_Data provided:_
== Segment start ==
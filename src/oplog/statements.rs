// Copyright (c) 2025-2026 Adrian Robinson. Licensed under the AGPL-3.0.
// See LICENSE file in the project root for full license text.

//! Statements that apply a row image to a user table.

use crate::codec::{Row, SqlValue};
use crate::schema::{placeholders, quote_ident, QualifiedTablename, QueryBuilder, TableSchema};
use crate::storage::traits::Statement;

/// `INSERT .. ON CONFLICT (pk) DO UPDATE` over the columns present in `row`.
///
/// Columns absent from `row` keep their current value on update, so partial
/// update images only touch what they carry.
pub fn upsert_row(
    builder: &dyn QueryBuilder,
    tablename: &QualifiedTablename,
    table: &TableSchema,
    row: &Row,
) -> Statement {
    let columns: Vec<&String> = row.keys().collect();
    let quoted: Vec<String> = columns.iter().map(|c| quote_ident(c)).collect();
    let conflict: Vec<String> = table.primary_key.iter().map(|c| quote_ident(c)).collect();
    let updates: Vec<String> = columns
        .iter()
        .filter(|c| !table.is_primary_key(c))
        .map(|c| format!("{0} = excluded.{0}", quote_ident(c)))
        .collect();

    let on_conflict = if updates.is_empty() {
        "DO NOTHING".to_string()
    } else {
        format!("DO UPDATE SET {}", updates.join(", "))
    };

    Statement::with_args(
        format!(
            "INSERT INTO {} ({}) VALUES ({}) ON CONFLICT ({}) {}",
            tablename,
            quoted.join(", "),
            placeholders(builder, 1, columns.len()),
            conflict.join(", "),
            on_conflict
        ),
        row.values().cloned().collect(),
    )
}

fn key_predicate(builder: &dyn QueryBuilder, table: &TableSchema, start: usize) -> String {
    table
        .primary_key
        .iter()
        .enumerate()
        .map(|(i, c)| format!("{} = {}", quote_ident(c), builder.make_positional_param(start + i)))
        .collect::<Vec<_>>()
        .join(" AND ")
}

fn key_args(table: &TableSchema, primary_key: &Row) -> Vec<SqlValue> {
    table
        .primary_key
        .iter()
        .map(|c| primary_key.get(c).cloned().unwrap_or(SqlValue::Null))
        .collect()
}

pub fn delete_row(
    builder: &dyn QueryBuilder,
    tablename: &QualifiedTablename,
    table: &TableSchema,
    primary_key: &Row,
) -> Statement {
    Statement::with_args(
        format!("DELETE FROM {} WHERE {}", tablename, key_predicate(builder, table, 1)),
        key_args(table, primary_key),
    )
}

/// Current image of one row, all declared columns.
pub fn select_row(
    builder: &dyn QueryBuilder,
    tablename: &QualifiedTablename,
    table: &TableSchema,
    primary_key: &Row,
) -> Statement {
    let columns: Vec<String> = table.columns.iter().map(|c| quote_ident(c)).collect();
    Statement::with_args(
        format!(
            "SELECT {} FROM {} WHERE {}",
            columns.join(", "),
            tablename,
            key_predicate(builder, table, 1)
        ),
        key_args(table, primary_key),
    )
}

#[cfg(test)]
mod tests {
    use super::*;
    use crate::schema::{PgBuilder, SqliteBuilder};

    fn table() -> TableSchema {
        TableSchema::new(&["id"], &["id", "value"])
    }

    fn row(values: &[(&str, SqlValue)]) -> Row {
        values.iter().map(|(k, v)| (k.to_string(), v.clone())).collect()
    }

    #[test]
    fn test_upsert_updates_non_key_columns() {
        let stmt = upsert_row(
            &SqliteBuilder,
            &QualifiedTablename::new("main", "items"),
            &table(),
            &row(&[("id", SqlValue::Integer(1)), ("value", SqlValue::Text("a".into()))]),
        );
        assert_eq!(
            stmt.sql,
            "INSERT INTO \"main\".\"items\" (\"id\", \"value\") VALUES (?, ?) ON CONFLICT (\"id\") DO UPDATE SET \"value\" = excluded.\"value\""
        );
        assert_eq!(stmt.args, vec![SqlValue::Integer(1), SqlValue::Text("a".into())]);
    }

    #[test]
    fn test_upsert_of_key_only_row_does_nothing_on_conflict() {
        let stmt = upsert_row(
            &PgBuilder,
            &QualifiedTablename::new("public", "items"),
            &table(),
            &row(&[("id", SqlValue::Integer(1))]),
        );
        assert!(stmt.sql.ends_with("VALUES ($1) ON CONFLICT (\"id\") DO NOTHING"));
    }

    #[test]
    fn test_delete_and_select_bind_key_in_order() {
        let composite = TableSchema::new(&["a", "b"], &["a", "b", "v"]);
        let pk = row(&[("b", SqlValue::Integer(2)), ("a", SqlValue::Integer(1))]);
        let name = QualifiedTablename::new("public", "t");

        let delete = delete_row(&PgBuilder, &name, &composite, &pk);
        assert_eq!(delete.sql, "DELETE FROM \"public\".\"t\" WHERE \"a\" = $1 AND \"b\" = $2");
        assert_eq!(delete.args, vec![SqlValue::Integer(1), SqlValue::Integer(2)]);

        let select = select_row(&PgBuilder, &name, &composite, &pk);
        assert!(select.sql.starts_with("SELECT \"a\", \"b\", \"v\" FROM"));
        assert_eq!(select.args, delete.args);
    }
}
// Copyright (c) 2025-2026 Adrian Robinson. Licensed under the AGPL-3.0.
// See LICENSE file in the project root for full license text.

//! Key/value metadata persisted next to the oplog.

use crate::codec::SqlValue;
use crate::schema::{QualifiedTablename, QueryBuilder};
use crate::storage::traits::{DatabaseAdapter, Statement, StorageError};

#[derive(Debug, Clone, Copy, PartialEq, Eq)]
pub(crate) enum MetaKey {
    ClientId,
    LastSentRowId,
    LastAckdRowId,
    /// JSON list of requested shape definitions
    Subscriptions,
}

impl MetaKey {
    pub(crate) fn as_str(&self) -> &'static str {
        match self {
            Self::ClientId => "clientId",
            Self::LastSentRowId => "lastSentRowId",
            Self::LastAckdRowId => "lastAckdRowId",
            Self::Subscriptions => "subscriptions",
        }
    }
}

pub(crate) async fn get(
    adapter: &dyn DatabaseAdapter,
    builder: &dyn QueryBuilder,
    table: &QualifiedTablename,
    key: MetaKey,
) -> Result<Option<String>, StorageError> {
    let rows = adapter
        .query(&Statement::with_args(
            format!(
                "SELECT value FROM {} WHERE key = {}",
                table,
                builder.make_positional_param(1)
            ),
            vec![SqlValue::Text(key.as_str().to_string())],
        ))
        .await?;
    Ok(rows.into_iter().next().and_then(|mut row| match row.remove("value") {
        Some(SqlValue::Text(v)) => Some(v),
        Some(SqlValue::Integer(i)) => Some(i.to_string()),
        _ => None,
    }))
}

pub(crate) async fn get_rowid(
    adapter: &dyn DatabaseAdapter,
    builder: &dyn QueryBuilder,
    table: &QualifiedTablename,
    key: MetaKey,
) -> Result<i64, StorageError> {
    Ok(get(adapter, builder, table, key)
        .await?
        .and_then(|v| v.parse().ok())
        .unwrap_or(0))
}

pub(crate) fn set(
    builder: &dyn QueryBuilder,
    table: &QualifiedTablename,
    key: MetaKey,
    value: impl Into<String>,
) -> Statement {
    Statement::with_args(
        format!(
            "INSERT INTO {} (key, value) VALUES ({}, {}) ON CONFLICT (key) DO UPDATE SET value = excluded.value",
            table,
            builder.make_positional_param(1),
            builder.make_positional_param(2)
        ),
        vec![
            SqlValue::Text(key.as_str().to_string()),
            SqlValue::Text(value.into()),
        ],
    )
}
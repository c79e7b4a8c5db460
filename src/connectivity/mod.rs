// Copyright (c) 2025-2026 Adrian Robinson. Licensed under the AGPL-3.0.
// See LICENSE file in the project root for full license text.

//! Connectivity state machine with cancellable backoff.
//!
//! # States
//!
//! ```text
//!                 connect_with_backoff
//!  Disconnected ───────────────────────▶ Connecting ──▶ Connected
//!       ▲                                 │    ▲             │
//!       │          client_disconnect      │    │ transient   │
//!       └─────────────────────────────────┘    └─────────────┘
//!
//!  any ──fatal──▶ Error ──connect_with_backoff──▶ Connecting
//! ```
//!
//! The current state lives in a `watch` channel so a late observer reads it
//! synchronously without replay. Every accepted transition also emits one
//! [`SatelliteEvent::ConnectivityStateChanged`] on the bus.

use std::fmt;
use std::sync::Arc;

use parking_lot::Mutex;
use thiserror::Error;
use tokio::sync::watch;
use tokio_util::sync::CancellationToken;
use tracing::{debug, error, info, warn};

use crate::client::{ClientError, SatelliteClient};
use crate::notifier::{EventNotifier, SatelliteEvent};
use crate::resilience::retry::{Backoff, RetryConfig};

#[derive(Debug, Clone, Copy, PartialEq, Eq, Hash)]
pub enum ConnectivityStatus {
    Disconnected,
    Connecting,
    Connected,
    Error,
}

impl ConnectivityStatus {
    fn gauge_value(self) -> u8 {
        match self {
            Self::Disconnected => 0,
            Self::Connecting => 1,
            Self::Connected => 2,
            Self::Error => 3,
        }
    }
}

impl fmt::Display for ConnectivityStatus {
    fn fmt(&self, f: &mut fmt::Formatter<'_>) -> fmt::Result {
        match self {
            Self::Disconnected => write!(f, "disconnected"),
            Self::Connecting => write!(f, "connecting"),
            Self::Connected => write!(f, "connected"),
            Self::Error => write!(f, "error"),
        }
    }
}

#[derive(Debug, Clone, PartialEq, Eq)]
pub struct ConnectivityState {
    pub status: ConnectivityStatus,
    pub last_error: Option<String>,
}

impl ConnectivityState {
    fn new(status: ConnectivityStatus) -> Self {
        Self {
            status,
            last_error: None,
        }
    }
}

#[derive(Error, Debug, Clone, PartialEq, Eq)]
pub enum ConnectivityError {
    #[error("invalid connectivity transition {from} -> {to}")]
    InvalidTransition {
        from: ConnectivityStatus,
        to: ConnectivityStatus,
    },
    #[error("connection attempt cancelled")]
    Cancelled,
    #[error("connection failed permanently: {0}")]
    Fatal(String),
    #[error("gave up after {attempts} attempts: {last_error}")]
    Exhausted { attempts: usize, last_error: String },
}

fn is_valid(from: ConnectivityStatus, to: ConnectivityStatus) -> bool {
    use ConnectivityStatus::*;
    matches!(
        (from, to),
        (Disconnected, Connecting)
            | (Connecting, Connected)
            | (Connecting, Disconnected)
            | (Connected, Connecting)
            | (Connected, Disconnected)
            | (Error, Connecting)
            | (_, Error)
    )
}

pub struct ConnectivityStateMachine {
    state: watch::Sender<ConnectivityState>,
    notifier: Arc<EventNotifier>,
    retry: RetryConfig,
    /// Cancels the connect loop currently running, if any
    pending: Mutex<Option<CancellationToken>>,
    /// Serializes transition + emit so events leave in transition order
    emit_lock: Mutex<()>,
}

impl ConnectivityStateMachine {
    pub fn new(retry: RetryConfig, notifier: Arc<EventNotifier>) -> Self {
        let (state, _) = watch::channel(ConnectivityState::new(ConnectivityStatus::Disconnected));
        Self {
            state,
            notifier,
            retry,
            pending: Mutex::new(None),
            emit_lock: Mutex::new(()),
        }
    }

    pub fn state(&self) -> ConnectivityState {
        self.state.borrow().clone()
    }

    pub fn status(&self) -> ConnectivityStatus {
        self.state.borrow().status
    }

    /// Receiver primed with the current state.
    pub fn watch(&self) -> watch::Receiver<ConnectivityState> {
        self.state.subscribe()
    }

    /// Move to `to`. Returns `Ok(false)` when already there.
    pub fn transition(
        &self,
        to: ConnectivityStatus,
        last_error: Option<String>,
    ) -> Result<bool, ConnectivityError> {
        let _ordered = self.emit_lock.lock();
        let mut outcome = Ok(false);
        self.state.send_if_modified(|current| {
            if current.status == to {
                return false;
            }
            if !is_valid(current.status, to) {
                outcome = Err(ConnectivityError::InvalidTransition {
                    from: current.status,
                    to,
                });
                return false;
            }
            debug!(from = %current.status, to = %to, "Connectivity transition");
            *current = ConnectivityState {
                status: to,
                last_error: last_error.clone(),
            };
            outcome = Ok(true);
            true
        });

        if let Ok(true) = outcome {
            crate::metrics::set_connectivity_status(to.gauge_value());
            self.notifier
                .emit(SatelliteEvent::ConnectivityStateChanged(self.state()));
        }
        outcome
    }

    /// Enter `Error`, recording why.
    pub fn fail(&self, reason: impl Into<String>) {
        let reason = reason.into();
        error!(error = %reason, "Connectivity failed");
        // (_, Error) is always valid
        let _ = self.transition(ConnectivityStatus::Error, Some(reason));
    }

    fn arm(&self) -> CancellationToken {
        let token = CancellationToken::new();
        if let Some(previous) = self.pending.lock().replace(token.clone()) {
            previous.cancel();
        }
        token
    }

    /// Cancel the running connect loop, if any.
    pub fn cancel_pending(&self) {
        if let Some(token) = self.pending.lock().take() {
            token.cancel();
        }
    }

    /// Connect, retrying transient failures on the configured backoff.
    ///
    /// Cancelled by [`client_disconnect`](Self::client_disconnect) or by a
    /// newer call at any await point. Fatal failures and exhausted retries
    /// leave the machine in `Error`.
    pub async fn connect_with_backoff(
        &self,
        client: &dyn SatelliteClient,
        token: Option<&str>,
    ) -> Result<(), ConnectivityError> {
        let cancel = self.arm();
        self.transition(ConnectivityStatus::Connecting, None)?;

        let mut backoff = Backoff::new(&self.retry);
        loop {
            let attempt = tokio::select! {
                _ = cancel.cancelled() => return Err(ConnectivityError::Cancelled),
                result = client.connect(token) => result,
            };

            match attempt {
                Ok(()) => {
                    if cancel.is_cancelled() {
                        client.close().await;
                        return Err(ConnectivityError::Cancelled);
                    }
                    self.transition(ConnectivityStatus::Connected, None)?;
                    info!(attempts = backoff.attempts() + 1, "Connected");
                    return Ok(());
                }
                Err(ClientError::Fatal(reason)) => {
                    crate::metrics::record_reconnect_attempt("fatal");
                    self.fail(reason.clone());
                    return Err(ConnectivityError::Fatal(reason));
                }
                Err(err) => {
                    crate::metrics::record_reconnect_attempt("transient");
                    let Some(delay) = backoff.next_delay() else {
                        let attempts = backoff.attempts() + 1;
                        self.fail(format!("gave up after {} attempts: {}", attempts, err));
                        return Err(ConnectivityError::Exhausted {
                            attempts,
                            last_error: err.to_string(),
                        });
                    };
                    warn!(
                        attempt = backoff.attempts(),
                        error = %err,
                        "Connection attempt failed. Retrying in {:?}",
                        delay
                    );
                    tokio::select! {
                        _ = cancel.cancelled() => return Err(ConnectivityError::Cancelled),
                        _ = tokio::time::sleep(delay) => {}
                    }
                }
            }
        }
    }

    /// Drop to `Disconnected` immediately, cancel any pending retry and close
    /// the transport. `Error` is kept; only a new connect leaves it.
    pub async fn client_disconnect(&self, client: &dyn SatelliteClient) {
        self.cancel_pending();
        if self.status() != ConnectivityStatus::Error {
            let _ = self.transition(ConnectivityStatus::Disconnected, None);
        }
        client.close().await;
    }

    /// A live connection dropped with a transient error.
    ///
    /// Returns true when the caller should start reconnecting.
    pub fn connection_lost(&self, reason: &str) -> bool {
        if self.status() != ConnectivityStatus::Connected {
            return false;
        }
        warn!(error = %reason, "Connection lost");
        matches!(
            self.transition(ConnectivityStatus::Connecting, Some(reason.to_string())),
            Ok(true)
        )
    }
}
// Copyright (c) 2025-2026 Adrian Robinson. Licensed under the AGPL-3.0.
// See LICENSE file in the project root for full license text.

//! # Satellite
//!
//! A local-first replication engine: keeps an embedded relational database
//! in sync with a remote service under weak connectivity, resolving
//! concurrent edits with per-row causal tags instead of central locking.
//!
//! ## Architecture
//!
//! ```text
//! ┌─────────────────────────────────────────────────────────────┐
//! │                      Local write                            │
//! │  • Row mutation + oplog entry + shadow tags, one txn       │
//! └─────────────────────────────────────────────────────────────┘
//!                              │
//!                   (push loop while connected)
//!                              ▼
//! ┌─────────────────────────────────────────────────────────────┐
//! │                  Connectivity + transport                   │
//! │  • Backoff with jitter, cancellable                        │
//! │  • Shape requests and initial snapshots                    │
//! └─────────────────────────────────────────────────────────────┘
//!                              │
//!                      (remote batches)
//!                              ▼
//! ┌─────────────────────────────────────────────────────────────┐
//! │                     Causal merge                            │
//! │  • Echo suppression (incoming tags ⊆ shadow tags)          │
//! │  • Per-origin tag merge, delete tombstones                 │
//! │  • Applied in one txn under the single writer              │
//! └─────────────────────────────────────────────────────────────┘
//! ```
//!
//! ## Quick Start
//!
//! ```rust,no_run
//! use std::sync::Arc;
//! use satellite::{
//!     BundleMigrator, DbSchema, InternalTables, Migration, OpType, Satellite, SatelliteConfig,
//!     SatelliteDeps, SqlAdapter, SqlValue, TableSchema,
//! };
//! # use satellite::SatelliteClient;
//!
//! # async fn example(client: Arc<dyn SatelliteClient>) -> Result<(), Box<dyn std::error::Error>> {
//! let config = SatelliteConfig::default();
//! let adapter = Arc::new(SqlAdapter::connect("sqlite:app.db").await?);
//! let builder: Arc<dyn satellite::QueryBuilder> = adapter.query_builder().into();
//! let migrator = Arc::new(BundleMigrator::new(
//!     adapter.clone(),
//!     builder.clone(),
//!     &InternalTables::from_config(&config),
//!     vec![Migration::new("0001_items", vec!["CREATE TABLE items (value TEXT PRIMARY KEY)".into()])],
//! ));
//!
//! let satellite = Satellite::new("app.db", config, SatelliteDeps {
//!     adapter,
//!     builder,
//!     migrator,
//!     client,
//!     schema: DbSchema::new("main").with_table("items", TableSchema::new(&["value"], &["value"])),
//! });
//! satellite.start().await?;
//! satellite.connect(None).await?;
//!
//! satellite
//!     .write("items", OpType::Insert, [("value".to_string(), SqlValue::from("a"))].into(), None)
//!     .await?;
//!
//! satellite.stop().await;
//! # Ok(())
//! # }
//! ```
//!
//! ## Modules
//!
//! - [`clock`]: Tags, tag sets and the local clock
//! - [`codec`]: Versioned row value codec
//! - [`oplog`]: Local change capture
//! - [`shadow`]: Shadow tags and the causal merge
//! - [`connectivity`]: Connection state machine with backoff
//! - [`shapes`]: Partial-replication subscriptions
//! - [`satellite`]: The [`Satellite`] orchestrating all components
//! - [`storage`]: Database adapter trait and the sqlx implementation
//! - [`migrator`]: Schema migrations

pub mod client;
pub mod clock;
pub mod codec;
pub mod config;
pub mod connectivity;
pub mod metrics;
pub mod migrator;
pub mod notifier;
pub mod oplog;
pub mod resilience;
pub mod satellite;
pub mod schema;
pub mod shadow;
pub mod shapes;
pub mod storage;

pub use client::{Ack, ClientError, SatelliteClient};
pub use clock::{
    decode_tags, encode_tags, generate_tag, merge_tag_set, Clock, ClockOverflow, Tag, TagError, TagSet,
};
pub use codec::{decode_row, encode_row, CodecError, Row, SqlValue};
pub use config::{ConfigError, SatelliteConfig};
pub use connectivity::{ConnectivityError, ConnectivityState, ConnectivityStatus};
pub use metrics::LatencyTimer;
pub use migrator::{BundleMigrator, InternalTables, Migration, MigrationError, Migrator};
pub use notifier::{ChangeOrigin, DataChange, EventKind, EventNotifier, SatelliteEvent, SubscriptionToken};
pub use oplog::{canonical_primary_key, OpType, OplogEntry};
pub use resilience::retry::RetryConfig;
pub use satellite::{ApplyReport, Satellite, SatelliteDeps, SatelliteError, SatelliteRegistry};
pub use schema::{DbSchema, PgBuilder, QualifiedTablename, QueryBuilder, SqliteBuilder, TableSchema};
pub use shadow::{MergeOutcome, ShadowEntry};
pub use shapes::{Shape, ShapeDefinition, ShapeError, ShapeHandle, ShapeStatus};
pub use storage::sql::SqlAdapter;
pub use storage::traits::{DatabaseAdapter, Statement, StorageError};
== Segment end ==
_What you are asked to do:_ Using the data above, tally the lines that contain the string "channel" and state only the result.

_Answer to the problem:_ 2